Apple flies emerged from a simple change in the brain
Apple flies are a fascinating example of speciation, the beginning of a new species, and have captivated scientists for many decades. When settlers in North America introduced apple trees to the region, some hawthorn flies shifted to this new host plant and split off to form a new species.
An international team of experts led by the National Centre for Biological Sciences has continued an investigation into the origins of the apple fly that was first initiated 160 years ago by Charles Darwin and his Cambridge classmate Benjamin Walsh.
The researchers examined the neurological processes that underlie important behavioral changes in the apple fly, including their mate choice and preference toward a new host plant. Such changes contributed to the rapid evolution of apple flies.
Hawthorn flies and apple flies feed only on one particular fruit, either hawthorn berries or ripe apples. They also mate on the fruit and lay their eggs in it.
Each generation of these two groups of flies emerges with a specific preference for the scent of either apples or hawthorns, and a strong aversion to the other.
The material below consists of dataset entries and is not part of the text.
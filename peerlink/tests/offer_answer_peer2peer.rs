/// Offer/answer between two sans-IO peers wired back to back.
///
/// Datagrams are moved between the peers in memory; both clocks advance in
/// 50ms steps.
use std::time::{Duration, Instant};

use peerlink::peer_connection::RTCPeerConnection;
use peerlink::peer_connection::configuration::RTCConfigurationBuilder;
use peerlink::peer_connection::configuration::setting_engine::SettingEngine;
use peerlink::peer_connection::event::RTCPeerConnectionEvent;
use peerlink::peer_connection::sdp::RTCSessionDescription;
use peerlink::peer_connection::state::{RTCDtlsTransportState, RTCSignalingState};
use peerlink::peer_connection::transport::ice::RTCIceCandidateInit;
use peerlink::ice::state::ConnectionState;
use peerlink::sansio::Protocol;
use peerlink::shared::TaggedBytesMut;
use peerlink::shared::error::{Error, Result};

const ADDR_OFFER: &str = "10.0.0.1:5000";
const ADDR_ANSWER: &str = "10.0.0.2:6000";

fn peer(addr: &str, piggyback: bool) -> Result<RTCPeerConnection> {
    let mut setting_engine = SettingEngine::default();
    setting_engine.enable_dtls_piggyback(piggyback);
    setting_engine.enable_dtls13_advertisement(true);

    let config = RTCConfigurationBuilder::new()
        .with_local_addrs(vec![addr.parse()?])
        .with_setting_engine(setting_engine)
        .build();
    RTCPeerConnection::new(config)
}

fn drain_events(pc: &mut RTCPeerConnection) -> Vec<RTCPeerConnectionEvent> {
    let mut evs = vec![];
    while let Some(ev) = pc.poll_event() {
        evs.push(ev);
    }
    evs
}

/// Hands every trickled candidate of `from` to `to`.
fn trickle(
    evs: &[RTCPeerConnectionEvent],
    to: &mut RTCPeerConnection,
) -> Result<Vec<RTCIceCandidateInit>> {
    let mut candidates = vec![];
    for ev in evs {
        if let RTCPeerConnectionEvent::OnIceCandidateEvent(c) = ev {
            to.add_ice_candidate(c.clone())?;
            candidates.push(c.clone());
        }
    }
    Ok(candidates)
}

fn pump(a: &mut RTCPeerConnection, b: &mut RTCPeerConnection, now: Instant) -> Result<()> {
    loop {
        let mut moved = 0;
        while let Some(tx) = a.poll_write() {
            moved += 1;
            b.handle_read(TaggedBytesMut {
                now,
                transport: tx.transport.reversed(),
                message: tx.message,
            })?;
        }
        while let Some(tx) = b.poll_write() {
            moved += 1;
            a.handle_read(TaggedBytesMut {
                now,
                transport: tx.transport.reversed(),
                message: tx.message,
            })?;
        }
        if moved == 0 {
            return Ok(());
        }
    }
}

fn settled(pc: &RTCPeerConnection) -> bool {
    let state = pc.dtls_transport().state();
    state == RTCDtlsTransportState::Connected || state.is_terminal()
}

type Events = Vec<RTCPeerConnectionEvent>;

/// Runs both peers until their DTLS transports settle and returns the time
/// reached with the events seen on the way.
fn run(
    a: &mut RTCPeerConnection,
    b: &mut RTCPeerConnection,
    mut now: Instant,
) -> Result<(Instant, Events, Events)> {
    let (mut a_events, mut b_events) = (vec![], vec![]);
    for _ in 0..400 {
        a.handle_timeout(now)?;
        b.handle_timeout(now)?;
        pump(a, b, now)?;
        a_events.extend(drain_events(a));
        b_events.extend(drain_events(b));
        if settled(a) && settled(b) {
            break;
        }
        now += Duration::from_millis(50);
    }
    Ok((now, a_events, b_events))
}

/// Negotiates `offerer` with `answerer`, trickles candidates and returns the
/// applied answer.
fn negotiate(
    offerer: &mut RTCPeerConnection,
    answerer: &mut RTCPeerConnection,
    now: Instant,
) -> Result<RTCSessionDescription> {
    let offer = offerer.create_offer()?;
    offerer.set_local_description(offer.clone())?;
    answerer.set_remote_description(offer)?;

    let answer = answerer.create_answer()?;
    answerer.set_local_description(answer.clone())?;
    offerer.set_remote_description(answer.clone())?;

    offerer.handle_timeout(now)?;
    answerer.handle_timeout(now)?;
    let offerer_events = drain_events(offerer);
    let answerer_events = drain_events(answerer);
    trickle(&offerer_events, answerer)?;
    trickle(&answerer_events, offerer)?;

    Ok(answer)
}

#[test]
fn test_offer_answer_with_piggyback() -> Result<()> {
    let _ = env_logger::try_init();

    let now = Instant::now();
    let mut offerer = peer(ADDR_OFFER, true)?;
    let mut answerer = peer(ADDR_ANSWER, true)?;
    negotiate(&mut offerer, &mut answerer, now)?;

    assert_eq!(offerer.signaling_state(), RTCSignalingState::Stable);
    assert_eq!(answerer.signaling_state(), RTCSignalingState::Stable);

    let (_, offerer_events, answerer_events) = run(&mut offerer, &mut answerer, now)?;

    for pc in [&offerer, &answerer] {
        assert_eq!(pc.dtls_transport().state(), RTCDtlsTransportState::Connected);
        assert_eq!(pc.ice_connection_state(), ConnectionState::Connected);
        assert!(pc.is_dtls_piggyback_supported_by_peer());
    }
    for evs in [&offerer_events, &answerer_events] {
        assert!(
            evs.iter()
                .any(|ev| matches!(ev, RTCPeerConnectionEvent::OnWritableChangeEvent(true)))
        );
        assert!(evs.iter().any(|ev| matches!(
            ev,
            RTCPeerConnectionEvent::OnDtlsStateChangeEvent(RTCDtlsTransportState::Connected)
        )));
    }

    assert_eq!(
        offerer.export_srtp_keying_material()?,
        answerer.export_srtp_keying_material()?
    );
    Ok(())
}

#[test]
fn test_offer_answer_piggyback_on_one_side() -> Result<()> {
    let now = Instant::now();
    let mut offerer = peer(ADDR_OFFER, true)?;
    let mut answerer = peer(ADDR_ANSWER, false)?;
    let answer = negotiate(&mut offerer, &mut answerer, now)?;
    assert!(!answer.sdp.contains("dtls-in-stun"));

    run(&mut offerer, &mut answerer, now)?;

    for pc in [&offerer, &answerer] {
        assert_eq!(pc.dtls_transport().state(), RTCDtlsTransportState::Connected);
        assert!(!pc.is_dtls_piggyback_supported_by_peer());
    }
    assert_eq!(
        offerer.export_srtp_keying_material()?,
        answerer.export_srtp_keying_material()?
    );
    Ok(())
}

#[test]
fn test_offer_answer_trickled_candidates() -> Result<()> {
    let now = Instant::now();
    let mut offerer = peer(ADDR_OFFER, false)?;
    let mut answerer = peer(ADDR_ANSWER, false)?;

    let offer = offerer.create_offer()?;
    offerer.set_local_description(offer.clone())?;
    assert!(offerer.poll_timeout().is_some());
    offerer.handle_timeout(now)?;

    let evs = drain_events(&mut offerer);
    let candidates: Vec<&RTCIceCandidateInit> = evs
        .iter()
        .filter_map(|ev| match ev {
            RTCPeerConnectionEvent::OnIceCandidateEvent(c) => Some(c),
            _ => None,
        })
        .collect();
    // one host candidate, then the end of candidates
    assert_eq!(candidates.len(), 2);
    assert_eq!(candidates[0].sdp_mid.as_deref(), Some("0"));
    assert!(candidates[0].candidate.contains("10.0.0.1 5000 typ host"));
    assert!(candidates[1].is_end_of_candidates());
    assert_eq!(offerer.local_candidates().len(), 1);

    // candidates need a remote description
    assert_eq!(
        answerer.add_ice_candidate(candidates[0].clone()),
        Err(Error::ErrNoRemoteDescription)
    );
    answerer.set_remote_description(offer)?;
    answerer.add_ice_candidate(candidates[0].clone())?;
    answerer.add_ice_candidate(candidates[1].clone())?;

    // a later offer carries the gathered candidate
    let answer = answerer.create_answer()?;
    answerer.set_local_description(answer.clone())?;
    offerer.set_remote_description(answer)?;
    let offer = offerer.create_offer()?;
    assert!(offer.sdp.contains("a=candidate:"));
    Ok(())
}

#[test]
fn test_offer_answer_fingerprint_mismatch() -> Result<()> {
    let now = Instant::now();
    let mut offerer = peer(ADDR_OFFER, false)?;
    let mut answerer = peer(ADDR_ANSWER, false)?;

    let offer = offerer.create_offer()?;
    offerer.set_local_description(offer.clone())?;
    answerer.set_remote_description(offer)?;
    let answer = answerer.create_answer()?;
    answerer.set_local_description(answer.clone())?;

    // the offerer is told to expect its own certificate
    let answerer_fp = answerer.certificate().get_fingerprints()[0].value.clone();
    let offerer_fp = offerer.certificate().get_fingerprints()[0].value.clone();
    let forged = RTCSessionDescription::answer(answer.sdp.replace(&answerer_fp, &offerer_fp))?;
    offerer.set_remote_description(forged)?;

    offerer.handle_timeout(now)?;
    answerer.handle_timeout(now)?;
    let offerer_events = drain_events(&mut offerer);
    let answerer_events = drain_events(&mut answerer);
    trickle(&offerer_events, &mut answerer)?;
    trickle(&answerer_events, &mut offerer)?;

    run(&mut offerer, &mut answerer, now)?;

    assert_eq!(
        offerer.dtls_transport().state(),
        RTCDtlsTransportState::Failed
    );
    assert_eq!(
        offerer.export_srtp_keying_material(),
        Err(Error::ErrDtlsTransportNotStarted)
    );
    Ok(())
}

#[test]
fn test_renegotiation_keeps_handshake() -> Result<()> {
    let now = Instant::now();
    let mut offerer = peer(ADDR_OFFER, false)?;
    let mut answerer = peer(ADDR_ANSWER, false)?;
    negotiate(&mut offerer, &mut answerer, now)?;
    let (now, _, _) = run(&mut offerer, &mut answerer, now)?;
    let keys = offerer.export_srtp_keying_material()?;

    // the answerer offers this time; roles and fingerprints stay put
    let offer = answerer.create_offer()?;
    answerer.set_local_description(offer.clone())?;
    offerer.set_remote_description(offer)?;
    let answer = offerer.create_answer()?;
    offerer.set_local_description(answer.clone())?;
    answerer.set_remote_description(answer)?;

    run(&mut offerer, &mut answerer, now + Duration::from_millis(50))?;
    for pc in [&offerer, &answerer] {
        assert_eq!(pc.signaling_state(), RTCSignalingState::Stable);
        assert_eq!(pc.dtls_transport().state(), RTCDtlsTransportState::Connected);
    }
    assert_eq!(offerer.export_srtp_keying_material()?, keys);

    offerer.close()?;
    assert_eq!(offerer.signaling_state(), RTCSignalingState::Closed);
    assert_eq!(offerer.create_offer(), Err(Error::ErrConnectionClosed));

    // the answerer's close_notify arrives after close and is dropped
    answerer.close()?;
    pump(&mut offerer, &mut answerer, now)?;
    assert!(offerer.poll_timeout().is_none());
    Ok(())
}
The experts set out to understand what distinguishes the two types of flies. The team discovered that both apple and hawthorn flies use the same brain regions to process odors, but switch the locations of processing.
The scientists were able to locate the specific point where this difference emerges at the very first synapse in the olfactory system, called the antennal lobe.
“The most surprising part to me was actually seeing olfactory processing be so clearly different between the apple and hawthorn infesting host races,” said study first author Cheyenne Tait. “We knew these flies have divergent odour preference behaviors and patterns of genetic differentiation. Now, from this work we know their sensory neurophysiology differs as well.”
According to the researchers, a simple shift in the processing of important sensory information could possibly be a major contributor to the diverse species we see.
“We are seeing the stuff of speciation. The origin of new species is one of the great questions that has piqued the intellectual curiosity of humankind,” said study co-author Jeffrey L. Feder.
“Resolving the question of speciation is of great scientific importance and the ongoing evolution of apple and hawthorn host races of Rhagoletis is connected to life itself, or the origin of new life forms.”
The simple change in the neurological processing of the fruit odor triggered a change at a species scale.
“What is most remarkable to me is the simplicity of the switch – these flies simply changed their minds along with their species. Such a subtle shift in the processing of important sensory information in the brain could be contributing to the change in behavior that helps drive their evolution into new species,” explained study co-author Shannon Olsson.
“This discovery has important implications for how animals such as insects can quickly adapt and change their behaviour to new environments, such as with invasive species, or respond to human-influenced changes in climate or land use.”
The study is published in the journal The Royal Society Publishing.